- Exercise -
Look through the lines below for the word "ModelTool", and copy every line that has it.

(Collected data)
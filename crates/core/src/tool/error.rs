use std::borrow::Cow;
use std::error::Error as StdError;
use std::fmt::{self, Display};

/// The kind of error that occurred.
#[derive(Clone, Copy, Debug, PartialEq, Eq, Hash)]
pub enum ErrorKind {
    /// The arguments provided by the model did not match the schema.
    InvalidInput,
    /// Error occurred while executing the tool.
    ExecutionError,
    /// The model asked for a tool that is not registered.
    NotFound,
}

impl Display for ErrorKind {
    fn fmt(&self, f: &mut fmt::Formatter<'_>) -> fmt::Result {
        match self {
            ErrorKind::InvalidInput => write!(f, "Invalid input"),
            ErrorKind::ExecutionError => write!(f, "Execution error"),
            ErrorKind::NotFound => write!(f, "Tool not found"),
        }
    }
}

/// Describes a tool call error.
#[derive(Clone, Debug, PartialEq, Eq, Hash)]
pub struct Error {
    kind: ErrorKind,
    reason: Option<String>,
}

impl Error {
    /// Creates a new error with the `InvalidInput` kind.
    #[inline]
    pub fn invalid_input() -> Self {
        Self {
            kind: ErrorKind::InvalidInput,
            reason: None,
        }
    }

    /// Creates a new error with the `ExecutionError` kind.
    #[inline]
    pub fn execution_error() -> Self {
        Self {
            kind: ErrorKind::ExecutionError,
            reason: None,
        }
    }

    /// Creates a new error with the `NotFound` kind.
    #[inline]
    pub fn not_found() -> Self {
        Self {
            kind: ErrorKind::NotFound,
            reason: None,
        }
    }

    /// Attaches a reason to the error.
    #[inline]
    pub fn with_reason<S: Into<String>>(self, reason: S) -> Self {
        Self {
            kind: self.kind,
            reason: Some(reason.into()),
        }
    }

    /// Returns the kind of this error.
    #[inline]
    pub fn kind(&self) -> ErrorKind {
        self.kind
    }

    /// Returns the reason for the error, falling back to the kind.
    #[inline]
    pub fn reason(&self) -> Cow<'_, str> {
        match self.reason.as_deref() {
            Some(reason) => Cow::Borrowed(reason),
            None => Cow::Owned(format!("{}", self.kind)),
        }
    }
}

impl Display for Error {
    fn fmt(&self, f: &mut fmt::Formatter<'_>) -> fmt::Result {
        f.write_str(&self.reason())
    }
}

impl StdError for Error {}
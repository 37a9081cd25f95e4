use serde_json::Value;

use crate::ToolCallRequest;

/// A request to be sent to the model provider.
#[derive(Clone, Debug, PartialEq, Eq)]
pub struct ModelRequest {
    /// The input messages, oldest first.
    pub messages: Vec<ModelMessage>,
    /// Tools that are available to the model.
    pub tools: Vec<ModelTool>,
}

/// A complete message in the conversation.
#[derive(Clone, Debug, PartialEq, Eq)]
pub enum ModelMessage {
    /// The system instructions.
    System(String),
    /// A human input text.
    User(String),
    /// A reply from the model.
    Assistant(AssistantMessage),
    /// A tool call result.
    Tool(ToolCallResult),
}

impl ModelMessage {
    /// Returns the text carried by this message.
    pub fn content(&self) -> &str {
        match self {
            ModelMessage::System(text) | ModelMessage::User(text) => text,
            ModelMessage::Assistant(msg) => &msg.content,
            ModelMessage::Tool(result) => &result.content,
        }
    }

    /// Returns the tool calls requested by this message.
    ///
    /// Only assistant messages can request tool calls, this is empty for
    /// the other roles.
    pub fn tool_calls(&self) -> &[ToolCallRequest] {
        match self {
            ModelMessage::Assistant(msg) => &msg.tool_calls,
            _ => &[],
        }
    }
}

/// A reply from the model, possibly asking for tool calls.
#[derive(Clone, Debug, Default, PartialEq, Eq)]
pub struct AssistantMessage {
    /// The text of the reply, may be empty when only tools are called.
    pub content: String,
    /// Tool calls requested by the model, in the order they were emitted.
    pub tool_calls: Vec<ToolCallRequest>,
}

/// The result of calling a tool.
#[derive(Clone, Debug, PartialEq, Eq, Hash)]
pub struct ToolCallResult {
    /// The identifier of the tool call request this result answers.
    pub id: String,
    /// The result of the tool call.
    pub content: String,
}

/// Describes a tool that can be used by the model.
#[derive(Clone, Debug, PartialEq, Eq)]
pub struct ModelTool {
    /// Name of the tool.
    pub name: String,
    /// Description of the tool.
    pub description: String,
    /// Parameters definition of the tool, as a
    /// [JSON schema](https://json-schema.org/).
    pub parameters: Value,
}
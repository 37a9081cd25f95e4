//! Settings read from the environment.

use std::error::Error as StdError;
use std::fmt::{self, Display, Formatter};

use recruit_agent_openai_model::{OpenAIConfig, OpenAIConfigBuilder};

use crate::storage::OrchestratorConfig;
use crate::traffit::{DEFAULT_BASE_URL, DEFAULT_CLIENT_ID, TraffitConfig};

const DEFAULT_MAX_TURNS: usize = 25;

/// Error type for [`Config`].
#[derive(Clone, Debug, PartialEq, Eq)]
pub enum ConfigError {
    /// A required variable is not set or is empty.
    Missing(&'static str),
    /// A variable is set to something that cannot be used.
    Invalid {
        /// The variable name.
        name: &'static str,
        /// The rejected value.
        value: String,
    },
}

impl Display for ConfigError {
    fn fmt(&self, f: &mut Formatter<'_>) -> fmt::Result {
        match self {
            Self::Missing(name) => {
                write!(f, "{name} environment variable is not set")
            }
            Self::Invalid { name, value } => {
                write!(f, "{name} has an invalid value: `{value}`")
            }
        }
    }
}

impl StdError for ConfigError {}

/// Everything needed to assemble a session.
#[derive(Clone, Debug)]
pub struct Config {
    /// Model provider settings.
    pub openai: OpenAIConfig,
    /// Recruiting API settings.
    pub traffit: TraffitConfig,
    /// Storage bucket settings.
    pub orchestrator: OrchestratorConfig,
    /// Upper bound on model calls per run, `None` for no bound.
    pub max_turns: Option<usize>,
}

impl Config {
    /// Reads the configuration from the process environment.
    pub fn from_env() -> Result<Self, ConfigError> {
        Self::from_lookup(|name| std::env::var(name).ok())
    }

    /// Reads the configuration through `lookup`, which returns the value of
    /// a variable if it is set. Empty values count as unset.
    pub fn from_lookup<F>(lookup: F) -> Result<Self, ConfigError>
    where
        F: Fn(&str) -> Option<String>,
    {
        let get = |name: &str| {
            lookup(name)
                .map(|value| value.trim().to_owned())
                .filter(|value| !value.is_empty())
        };
        let require = |name: &'static str| get(name).ok_or(ConfigError::Missing(name));

        let mut openai = OpenAIConfigBuilder::with_api_key(require("OPENAI_API_KEY")?);
        if let Some(base_url) = get("OPENAI_BASE_URL") {
            openai = openai.with_base_url(base_url);
        }
        if let Some(model) = get("OPENAI_MODEL") {
            openai = openai.with_model(model);
        }

        let traffit = TraffitConfig {
            base_url: get("TRAFFIT_BASE_URL")
                .unwrap_or_else(|| DEFAULT_BASE_URL.to_owned()),
            client_id: get("TRAFFIT_CLIENT_ID")
                .unwrap_or_else(|| DEFAULT_CLIENT_ID.to_owned()),
            client_secret: require("TRAFFIT_CLIENT_SECRET")?,
        };

        let orchestrator = OrchestratorConfig {
            base_url: require("UIPATH_URL")?,
            access_token: require("UIPATH_ACCESS_TOKEN")?,
        };

        let max_turns = match get("RECRUIT_AGENT_MAX_TURNS") {
            None => Some(DEFAULT_MAX_TURNS),
            Some(value) => match value.parse::<usize>() {
                Ok(0) => None,
                Ok(max_turns) => Some(max_turns),
                Err(_) => {
                    return Err(ConfigError::Invalid {
                        name: "RECRUIT_AGENT_MAX_TURNS",
                        value,
                    });
                }
            },
        };

        Ok(Self {
            openai: openai.build(),
            traffit,
            orchestrator,
            max_turns,
        })
    }
}
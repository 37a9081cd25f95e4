use std::error::Error as StdError;
use std::fmt::{self, Display};

use recruit_agent_model::{ErrorKind, ModelProviderError};

/// An error that aborts a run.
///
/// Tool failures never end up here, they are reported to the model as
/// tool results instead.
#[derive(Debug)]
pub enum Error {
    /// The model provider failed to produce a response.
    Model(Box<dyn ModelProviderError>),
    /// The model kept requesting tools for more turns than allowed.
    TurnLimitExceeded {
        /// The number of model turns that were allowed.
        limit: usize,
    },
}

impl Error {
    /// Returns the provider error kind, if the model request failed.
    #[inline]
    pub fn model_error_kind(&self) -> Option<ErrorKind> {
        match self {
            Error::Model(err) => Some(err.kind()),
            Error::TurnLimitExceeded { .. } => None,
        }
    }
}

impl Display for Error {
    fn fmt(&self, f: &mut fmt::Formatter<'_>) -> fmt::Result {
        match self {
            Error::Model(err) => write!(f, "model request failed: {err}"),
            Error::TurnLimitExceeded { limit } => {
                write!(f, "model still requested tools after {limit} turns")
            }
        }
    }
}

impl StdError for Error {
    fn source(&self) -> Option<&(dyn StdError + 'static)> {
        match self {
            Error::Model(err) => Some(err.as_ref()),
            Error::TurnLimitExceeded { .. } => None,
        }
    }
}
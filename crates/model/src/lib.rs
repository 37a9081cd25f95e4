//! Provider-neutral protocol between the agent and a language model.
//!
//! The agent loop only ever talks to a model through the types defined
//! here: it builds a [`ModelRequest`] out of the conversation history and
//! the declared tools, and reads a stream of [`ModelResponseEvent`]s back.
//! Concrete providers translate both directions to their own wire format.
//!
//! Nothing in this crate performs I/O.

#![deny(missing_docs)]

mod error;
mod provider;
mod request;
mod response;

pub use error::*;
pub use provider::*;
pub use request::*;
pub use response::*;
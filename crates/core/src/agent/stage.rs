use recruit_agent_model::{ModelMessage, ModelRequest};

use super::{Agent, TranscriptSource};
use crate::conversation::{ConversationState, RunOutput};
use crate::error::Error;

/// A node of the agent's control loop.
///
/// ```text
/// PrepareInput -> Agent -> Tools -> Agent -> ... -> Output
/// ```
#[derive(Clone, Copy, Debug, PartialEq, Eq, Hash)]
pub enum Stage {
    /// Moves the pending input into the history.
    PrepareInput,
    /// Asks the model for the next message.
    Agent,
    /// Answers the tool calls of the last message.
    Tools,
    /// Emits the content of the last message.
    Output,
}

/// Appends the pending input as a user message. Does nothing once the
/// input has been consumed.
pub(super) fn prepare_input(mut state: ConversationState) -> ConversationState {
    if let Some(input) = state.input_message.take() {
        state.messages.push(ModelMessage::User(input));
    }
    state
}

/// Picks the stage that follows a model turn.
pub(super) fn route(state: &ConversationState) -> Stage {
    if state.pending_tool_calls().is_empty() {
        Stage::Output
    } else {
        Stage::Tools
    }
}

pub(super) fn output(state: &ConversationState) -> RunOutput {
    RunOutput {
        result: state
            .last_message()
            .map(|msg| msg.content().to_owned())
            .unwrap_or_default(),
    }
}

impl Agent {
    pub(super) async fn call_model(
        &self,
        mut state: ConversationState,
    ) -> Result<ConversationState, Error> {
        debug_assert!(
            state.pending_tool_calls().is_empty(),
            "tool calls must be answered before calling the model again"
        );

        let request = self.build_model_request(&state);
        let resp = self
            .model_client
            .send_request(request)
            .await
            .map_err(Error::Model)?;

        if !resp.message.content.is_empty() {
            self.emit_transcript(
                &resp.message.content,
                TranscriptSource::Assistant,
            );
        }
        state.messages.push(ModelMessage::Assistant(resp.message));
        Ok(state)
    }

    pub(super) async fn run_tools(
        &self,
        mut state: ConversationState,
    ) -> ConversationState {
        // Tool results are appended right after the requesting message, so
        // the requests have to be copied out first.
        let requests = state.pending_tool_calls().to_vec();
        for req in &requests {
            self.emit_transcript(&req.name, TranscriptSource::Tool);
            let result = self.tools.dispatch(req).await;
            state.messages.push(ModelMessage::Tool(result));
        }
        state
    }

    fn build_model_request(&self, state: &ConversationState) -> ModelRequest {
        let system = self.system_prompt.iter().cloned().map(ModelMessage::System);
        ModelRequest {
            messages: system.chain(state.messages.iter().cloned()).collect(),
            tools: self.tools.definitions(),
        }
    }
}

#[cfg(test)]
mod tests {
    use recruit_agent_model::{AssistantMessage, ToolCallRequest};
    use serde_json::json;

    use super::*;

    #[test]
    fn test_prepare_input_is_idempotent() {
        let state = prepare_input(ConversationState::with_input("hello"));
        assert_eq!(state.input_message(), None);
        assert_eq!(state.messages(), &[ModelMessage::User("hello".to_owned())]);

        let again = prepare_input(state.clone());
        assert_eq!(again, state);
    }

    #[test]
    fn test_route() {
        let mut state = prepare_input(ConversationState::with_input("hi"));
        state.messages.push(ModelMessage::Assistant(AssistantMessage {
            content: "Hello!".to_owned(),
            tool_calls: vec![],
        }));
        assert_eq!(route(&state), Stage::Output);
        assert_eq!(output(&state).result, "Hello!");

        state.messages.push(ModelMessage::Assistant(AssistantMessage {
            content: String::new(),
            tool_calls: vec![ToolCallRequest {
                id: "call_1".to_owned(),
                name: "lookup".to_owned(),
                arguments: json!({}),
            }],
        }));
        assert_eq!(route(&state), Stage::Tools);
    }
}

- Exercise answer -
    pub tools: Vec<ModelTool>,
pub struct ModelTool {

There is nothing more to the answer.